One day actress Julie Andrews (“The Sound of Music,” “Mary Poppins”) visited Bluth’s studio for a tour and let out a frantic scream when she noticed Waldo. Andrews was frightened, but the rat cowered in a corner of his cage and didn’t emerge for two days.

Bluth apologized to Andrews and asked her to forgive the little creature. “He’s not used to celebrities and he’s quite harmless.”

“Someday I would love to hear her version of the rat encounter,” Bluth wrote. “Come to think of it, I’d also like to hear the rat’s version. ... Would Waldo have been less traumatized if Ms. Andrews had sung ‘Supercalifragilisticexpialidocious?’”

Collaborating with Spielberg on “An American Tail” was another memorable experience. Bluth directed, produced and served as production designer and storyboard artist while Spielberg was a producer.

“Our budget was tight, and we had to work fast to make the schedule. It was hard work. There was a lot at stake,” Bluth wrote in his book. “Yet every morning the man in the mirror and I were in agreement: we couldn’t believe that a Utah farm boy was working with Steven Spielberg.
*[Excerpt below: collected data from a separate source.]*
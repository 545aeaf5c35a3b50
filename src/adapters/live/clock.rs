//! Live clock using the system clock.

use chrono::{DateTime, Utc};

use crate::ports::Clock;

/// Live clock that returns the real current time.
pub struct LiveClock;

impl Clock for LiveClock {
    fn now(&self) -> DateTime<Utc> {
        Utc::now()
    }
}

#[cfg(test)]
mod tests {
    use super::*;

    #[test]
    fn returns_current_time() {
        let before = Utc::now();
        let now = LiveClock.now();
        let after = Utc::now();

        assert!(now >= before);
        assert!(now <= after);
    }
}
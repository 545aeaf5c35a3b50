//! Cassette format for recording and replaying provider interactions.
//!
//! A cassette is a YAML file holding every clock reading and metadata lookup
//! of one run, in order. Replaying it reproduces the run offline.

pub mod format;
pub mod recorder;
pub mod replayer;
//! Adapter implementations of the port traits.
//!
//! `live` talks to the real world, `recording` wraps live adapters and
//! captures every interaction in a cassette, and `replaying` serves a
//! cassette back.

pub mod live;
pub mod recording;
pub mod replaying;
What a magical experience.”

Finding the voice for Fievel the mouse was a big deal, Bluth said.

“We hunted and hunted and hunted to finally find that little voice,” he said.

They listened to several audition tapes and sent the ones they liked to Spielberg, who eventually found the right voice with Phillip Glasser.
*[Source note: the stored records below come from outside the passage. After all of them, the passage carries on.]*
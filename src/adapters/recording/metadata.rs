//! Recording adapter for the `MetadataProvider` port.

use std::sync::{Arc, Mutex};

use serde_json::json;

use super::record_result;
use crate::cassette::recorder::CassetteRecorder;
use crate::ports::{LookupFuture, MetadataProvider};
use crate::projection::ProviderKind;

/// Records lookups while delegating to an inner provider.
///
/// Interactions are keyed by port `metadata` and the provider name.
pub struct RecordingMetadataProvider {
    inner: Box<dyn MetadataProvider>,
    recorder: Arc<Mutex<CassetteRecorder>>,
}

impl RecordingMetadataProvider {
    /// Creates a recording provider wrapping `inner`.
    pub fn new(inner: Box<dyn MetadataProvider>, recorder: Arc<Mutex<CassetteRecorder>>) -> Self {
        Self { inner, recorder }
    }
}

impl MetadataProvider for RecordingMetadataProvider {
    fn kind(&self) -> ProviderKind {
        self.inner.kind()
    }

    fn lookup(&self, identifier: &str) -> LookupFuture<'_> {
        let identifier = identifier.to_string();
        Box::pin(async move {
            let result = self.inner.lookup(&identifier).await;
            record_result(
                &self.recorder,
                "metadata",
                self.inner.kind().name(),
                &json!({ "identifier": identifier }),
                &result,
            );
            result
        })
    }
}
“He was just a little kid at the time, but he had this great little voice that hadn’t changed yet and it was appealing to listen to,” Bluth said. “When he sang the song, ‘Somewhere Out There,’ it was to die for, just adorable.”

‘My ministry in this life’

Even in his mid-80s, Bluth, who never married, doesn’t show signs of slowing down. He’s healthy and feels good. He’s still engaged in projects and teaches animation classes through Don Bluth University.

“I’ve always loved teaching,” he said. “It’s fun to watch people develop and get a grin on their face when they have success.”

What Bluth hopes readers find in his story are lessons of faith and hard work.

“There is joy in work and that leads to success, triumph, accomplishment,” he said.

“My ministry in this life was what I did. It was the animation and talking to people through animation so that I may bear witness of what I know.”